◆ **EXERCISE PROMPT**:
In the data below, count every line that holds the string "PartialEq" and reply with the number alone.

(Saved entries)
____
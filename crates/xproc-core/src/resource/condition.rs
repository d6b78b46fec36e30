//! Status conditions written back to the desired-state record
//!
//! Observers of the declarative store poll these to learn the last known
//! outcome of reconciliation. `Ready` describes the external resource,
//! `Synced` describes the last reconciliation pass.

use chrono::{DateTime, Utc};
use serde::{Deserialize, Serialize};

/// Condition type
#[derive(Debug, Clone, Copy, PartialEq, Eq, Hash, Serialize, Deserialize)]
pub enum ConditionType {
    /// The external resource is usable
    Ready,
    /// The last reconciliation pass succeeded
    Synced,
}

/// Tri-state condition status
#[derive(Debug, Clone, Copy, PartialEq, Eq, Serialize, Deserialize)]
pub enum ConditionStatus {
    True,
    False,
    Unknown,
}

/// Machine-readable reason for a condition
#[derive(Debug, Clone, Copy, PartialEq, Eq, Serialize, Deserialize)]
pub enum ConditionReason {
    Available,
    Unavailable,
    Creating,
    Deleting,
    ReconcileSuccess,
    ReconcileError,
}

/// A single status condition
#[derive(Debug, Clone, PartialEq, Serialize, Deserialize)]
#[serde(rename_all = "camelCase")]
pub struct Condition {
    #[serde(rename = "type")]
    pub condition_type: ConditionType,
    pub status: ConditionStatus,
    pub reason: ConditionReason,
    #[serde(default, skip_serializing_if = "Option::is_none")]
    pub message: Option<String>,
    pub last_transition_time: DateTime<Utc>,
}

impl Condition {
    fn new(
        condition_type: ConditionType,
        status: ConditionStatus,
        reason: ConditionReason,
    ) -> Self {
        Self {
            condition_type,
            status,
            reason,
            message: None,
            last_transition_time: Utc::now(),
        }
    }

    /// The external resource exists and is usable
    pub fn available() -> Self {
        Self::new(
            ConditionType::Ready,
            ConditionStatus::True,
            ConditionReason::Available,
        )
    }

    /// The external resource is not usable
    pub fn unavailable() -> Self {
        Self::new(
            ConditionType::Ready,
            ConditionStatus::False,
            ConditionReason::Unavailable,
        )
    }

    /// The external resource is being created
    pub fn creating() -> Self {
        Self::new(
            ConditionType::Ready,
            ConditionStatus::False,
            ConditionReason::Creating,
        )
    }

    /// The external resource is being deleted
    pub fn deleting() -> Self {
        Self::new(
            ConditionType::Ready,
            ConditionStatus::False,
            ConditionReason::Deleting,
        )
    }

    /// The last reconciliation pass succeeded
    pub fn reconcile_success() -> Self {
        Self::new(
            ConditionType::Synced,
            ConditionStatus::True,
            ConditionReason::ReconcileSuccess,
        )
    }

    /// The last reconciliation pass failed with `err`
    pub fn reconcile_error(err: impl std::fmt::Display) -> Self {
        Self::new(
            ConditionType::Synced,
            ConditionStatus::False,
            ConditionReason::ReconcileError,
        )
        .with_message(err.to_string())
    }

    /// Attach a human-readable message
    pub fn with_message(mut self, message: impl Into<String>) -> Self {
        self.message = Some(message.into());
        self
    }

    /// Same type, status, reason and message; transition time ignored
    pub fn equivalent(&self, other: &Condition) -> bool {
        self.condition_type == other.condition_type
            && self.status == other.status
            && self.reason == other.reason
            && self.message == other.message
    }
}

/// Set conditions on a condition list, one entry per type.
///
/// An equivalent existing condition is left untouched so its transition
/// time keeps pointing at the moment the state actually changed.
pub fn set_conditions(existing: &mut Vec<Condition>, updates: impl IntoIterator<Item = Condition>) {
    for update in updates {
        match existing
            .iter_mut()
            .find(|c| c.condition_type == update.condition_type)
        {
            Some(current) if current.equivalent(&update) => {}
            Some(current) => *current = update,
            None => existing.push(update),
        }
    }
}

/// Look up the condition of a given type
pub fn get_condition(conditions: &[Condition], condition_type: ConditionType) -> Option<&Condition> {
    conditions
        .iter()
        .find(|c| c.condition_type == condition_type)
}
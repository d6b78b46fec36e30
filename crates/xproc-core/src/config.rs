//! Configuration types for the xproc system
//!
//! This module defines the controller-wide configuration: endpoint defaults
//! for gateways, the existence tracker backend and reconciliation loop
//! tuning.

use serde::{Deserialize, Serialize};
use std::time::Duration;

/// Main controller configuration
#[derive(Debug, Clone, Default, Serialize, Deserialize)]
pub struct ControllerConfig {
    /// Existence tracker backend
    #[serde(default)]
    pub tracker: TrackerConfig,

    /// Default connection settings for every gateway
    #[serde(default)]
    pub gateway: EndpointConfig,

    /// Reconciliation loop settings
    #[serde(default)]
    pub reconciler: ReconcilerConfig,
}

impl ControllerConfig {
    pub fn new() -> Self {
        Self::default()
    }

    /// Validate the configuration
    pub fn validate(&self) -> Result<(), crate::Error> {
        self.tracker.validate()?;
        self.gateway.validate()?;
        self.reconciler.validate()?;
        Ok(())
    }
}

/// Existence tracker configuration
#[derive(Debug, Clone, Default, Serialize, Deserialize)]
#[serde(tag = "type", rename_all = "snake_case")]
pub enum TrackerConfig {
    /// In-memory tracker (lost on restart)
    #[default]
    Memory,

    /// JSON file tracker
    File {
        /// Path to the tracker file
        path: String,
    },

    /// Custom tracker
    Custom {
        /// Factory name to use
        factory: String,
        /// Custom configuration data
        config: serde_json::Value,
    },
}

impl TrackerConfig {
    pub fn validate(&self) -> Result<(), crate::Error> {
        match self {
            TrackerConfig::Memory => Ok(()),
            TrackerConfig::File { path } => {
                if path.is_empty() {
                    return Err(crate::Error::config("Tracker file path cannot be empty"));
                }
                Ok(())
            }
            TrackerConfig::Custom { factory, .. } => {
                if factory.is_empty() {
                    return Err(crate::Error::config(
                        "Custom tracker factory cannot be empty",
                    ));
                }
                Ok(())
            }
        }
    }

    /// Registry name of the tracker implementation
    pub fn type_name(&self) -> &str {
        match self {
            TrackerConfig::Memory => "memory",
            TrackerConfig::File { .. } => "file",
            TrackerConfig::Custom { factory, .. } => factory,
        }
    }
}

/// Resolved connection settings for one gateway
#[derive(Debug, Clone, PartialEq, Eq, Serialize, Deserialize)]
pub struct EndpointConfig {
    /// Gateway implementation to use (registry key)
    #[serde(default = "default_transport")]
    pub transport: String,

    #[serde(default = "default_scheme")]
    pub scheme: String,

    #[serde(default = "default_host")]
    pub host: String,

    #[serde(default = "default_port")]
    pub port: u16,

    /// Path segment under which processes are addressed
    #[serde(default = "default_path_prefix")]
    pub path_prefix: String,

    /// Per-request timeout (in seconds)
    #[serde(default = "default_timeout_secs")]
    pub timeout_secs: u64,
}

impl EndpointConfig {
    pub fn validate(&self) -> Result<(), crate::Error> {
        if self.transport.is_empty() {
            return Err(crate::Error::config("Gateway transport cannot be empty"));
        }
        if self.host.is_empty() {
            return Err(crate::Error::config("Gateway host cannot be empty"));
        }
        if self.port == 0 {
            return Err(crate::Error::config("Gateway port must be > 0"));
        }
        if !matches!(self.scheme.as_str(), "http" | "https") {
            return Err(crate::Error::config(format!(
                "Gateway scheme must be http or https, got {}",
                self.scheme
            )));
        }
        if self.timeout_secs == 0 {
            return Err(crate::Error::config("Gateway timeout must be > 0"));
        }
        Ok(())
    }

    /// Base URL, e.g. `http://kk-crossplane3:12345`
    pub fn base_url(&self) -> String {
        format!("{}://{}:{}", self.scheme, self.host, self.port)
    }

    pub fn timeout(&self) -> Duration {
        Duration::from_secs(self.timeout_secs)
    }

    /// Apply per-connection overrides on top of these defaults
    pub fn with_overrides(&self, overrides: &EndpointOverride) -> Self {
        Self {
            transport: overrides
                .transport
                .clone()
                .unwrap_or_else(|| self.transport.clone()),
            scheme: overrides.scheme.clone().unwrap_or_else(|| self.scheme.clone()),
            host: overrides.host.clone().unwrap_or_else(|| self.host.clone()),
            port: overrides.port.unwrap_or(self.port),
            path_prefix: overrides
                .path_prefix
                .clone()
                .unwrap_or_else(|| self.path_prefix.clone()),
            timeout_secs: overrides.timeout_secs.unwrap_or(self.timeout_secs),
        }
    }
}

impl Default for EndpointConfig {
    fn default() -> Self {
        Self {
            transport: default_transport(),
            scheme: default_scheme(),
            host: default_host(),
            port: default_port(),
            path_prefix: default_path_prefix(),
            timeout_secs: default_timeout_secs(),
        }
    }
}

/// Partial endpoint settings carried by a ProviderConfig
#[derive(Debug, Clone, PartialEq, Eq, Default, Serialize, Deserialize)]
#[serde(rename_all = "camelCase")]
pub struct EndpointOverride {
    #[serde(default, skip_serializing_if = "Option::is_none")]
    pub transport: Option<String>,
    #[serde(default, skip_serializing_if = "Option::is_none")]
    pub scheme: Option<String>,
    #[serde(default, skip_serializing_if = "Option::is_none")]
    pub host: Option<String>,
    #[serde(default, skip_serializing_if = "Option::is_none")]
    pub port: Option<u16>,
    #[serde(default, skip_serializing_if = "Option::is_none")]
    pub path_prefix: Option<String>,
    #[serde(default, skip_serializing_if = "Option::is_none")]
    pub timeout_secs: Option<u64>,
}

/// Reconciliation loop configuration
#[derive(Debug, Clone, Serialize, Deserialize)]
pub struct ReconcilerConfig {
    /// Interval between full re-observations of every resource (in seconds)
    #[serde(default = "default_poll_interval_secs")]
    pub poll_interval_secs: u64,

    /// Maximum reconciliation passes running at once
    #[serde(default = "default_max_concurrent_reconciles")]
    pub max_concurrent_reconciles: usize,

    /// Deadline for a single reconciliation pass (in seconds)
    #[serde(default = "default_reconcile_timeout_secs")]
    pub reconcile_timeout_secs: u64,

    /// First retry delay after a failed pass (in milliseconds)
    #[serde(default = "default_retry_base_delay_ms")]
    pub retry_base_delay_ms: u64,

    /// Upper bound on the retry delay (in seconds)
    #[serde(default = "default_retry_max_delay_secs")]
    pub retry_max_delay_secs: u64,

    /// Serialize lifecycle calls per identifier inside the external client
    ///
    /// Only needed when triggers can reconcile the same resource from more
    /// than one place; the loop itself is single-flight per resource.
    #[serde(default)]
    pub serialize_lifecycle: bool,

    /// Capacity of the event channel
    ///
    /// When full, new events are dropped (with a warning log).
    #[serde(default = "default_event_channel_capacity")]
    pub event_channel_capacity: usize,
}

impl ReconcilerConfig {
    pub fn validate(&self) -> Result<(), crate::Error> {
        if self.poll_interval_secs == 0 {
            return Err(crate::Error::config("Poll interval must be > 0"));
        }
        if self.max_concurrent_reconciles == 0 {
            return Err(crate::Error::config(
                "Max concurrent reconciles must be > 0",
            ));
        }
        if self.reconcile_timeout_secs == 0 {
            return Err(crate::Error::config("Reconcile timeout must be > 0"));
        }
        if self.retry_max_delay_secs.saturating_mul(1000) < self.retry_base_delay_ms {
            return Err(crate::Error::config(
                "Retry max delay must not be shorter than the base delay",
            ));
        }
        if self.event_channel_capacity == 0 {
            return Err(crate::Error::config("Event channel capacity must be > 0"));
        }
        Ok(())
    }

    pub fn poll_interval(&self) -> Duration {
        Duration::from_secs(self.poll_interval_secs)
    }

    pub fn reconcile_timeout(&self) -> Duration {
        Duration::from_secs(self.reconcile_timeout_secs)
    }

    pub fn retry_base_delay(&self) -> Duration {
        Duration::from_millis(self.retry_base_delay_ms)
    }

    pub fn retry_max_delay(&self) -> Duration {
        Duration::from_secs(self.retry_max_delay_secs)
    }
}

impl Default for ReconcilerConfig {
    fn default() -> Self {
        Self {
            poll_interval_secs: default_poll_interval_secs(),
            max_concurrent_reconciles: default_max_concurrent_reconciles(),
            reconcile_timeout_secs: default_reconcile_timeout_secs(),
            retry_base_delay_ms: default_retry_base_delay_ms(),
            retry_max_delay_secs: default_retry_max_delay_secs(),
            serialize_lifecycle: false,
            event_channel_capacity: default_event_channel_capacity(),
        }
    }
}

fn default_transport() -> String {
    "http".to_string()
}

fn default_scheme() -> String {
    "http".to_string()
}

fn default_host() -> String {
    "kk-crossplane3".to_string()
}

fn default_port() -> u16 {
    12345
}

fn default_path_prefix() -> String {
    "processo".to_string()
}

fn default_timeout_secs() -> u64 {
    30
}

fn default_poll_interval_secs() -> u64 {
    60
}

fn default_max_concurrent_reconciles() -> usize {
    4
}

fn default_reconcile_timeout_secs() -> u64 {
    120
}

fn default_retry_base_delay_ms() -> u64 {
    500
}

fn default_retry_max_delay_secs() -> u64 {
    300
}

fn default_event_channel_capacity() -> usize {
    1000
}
____
◆ **RESPONSE TO THE EXERCISE**:
6